Six Effective Ways to Empower Kids

Six Effective Ways to Empower Kids

Last week I admitted I took my kids to an R-Rated movie. During conversations stemming from that article, I realized something very important. Sometimes I can be a helicopter mom. Other times, I avoid situations by saying, “go talk to/ask your dad” rather than dealing with a problem. No matter where I might land on the spectrum on any given day, there’s one thing I have always tried hard to do and that is empower my girls.

  • I want them to learn how to avoid being put into a position that can cause physical harm to them.
  • I want them to be able to stand up for themselves when they are in uncomfortable situations.
  • I want them to recognize that words cannot hurt you if you don’t allow them to.
  • I want them to understand the importance of health, happiness and love.
  • I want them to learn to make good decisions so they’ll know how to do it when I’m not around.

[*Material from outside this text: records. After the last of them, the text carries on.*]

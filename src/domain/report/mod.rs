mod native;
mod record;
mod severity;
mod stats;
mod summary;

pub use native::{Cvss, NativeReport, VulnerabilityItem, VulnerabilityKey};
pub use record::{
    Report, ReportVulnerabilityRecord, SbomAdapterReport, SbomReportData, VulnerabilityRecord,
};
pub use severity::Severity;
pub use stats::{ScanStats, StatusMetrics};
pub use summary::{
    CveAllowlist, NativeReportSummary, SbomSummary, Summary, SummaryOptions, VulnerabilitySummary,
    merge_status,
};

#[cfg(test)]
pub(crate) use native::fixtures;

I’ll admit I’m not the best at broaching difficult subjects because I’m easily embarrassed. Yet I find ways to have conversations with the girls about things that matter as well as idle chit chat. It’s important to be emotionally available so they feel comfortable talking when something really is important. Which leads to some of the ways we empower our kids:

Teach kids to be their own advocates

We encourage them to be advocates for themselves. If something is bothering them, if they feel shorted or cheated or if they don’t believe something is fair then they need to speak up. Whether it’s to us, to friends or teachers, they need to professionally and respectfully discuss their concerns. A number of years ago, one of the girls was having a problem with her teacher and took time to discuss it one on one. The teacher later applauded us for the situation and said our daughter handled herself tactfully despite being noticeably upset. She remained composed as she presented her case. These steps are very important. I will not always be there to advocate for my child and honestly, there are some battles they really need to fight on their own.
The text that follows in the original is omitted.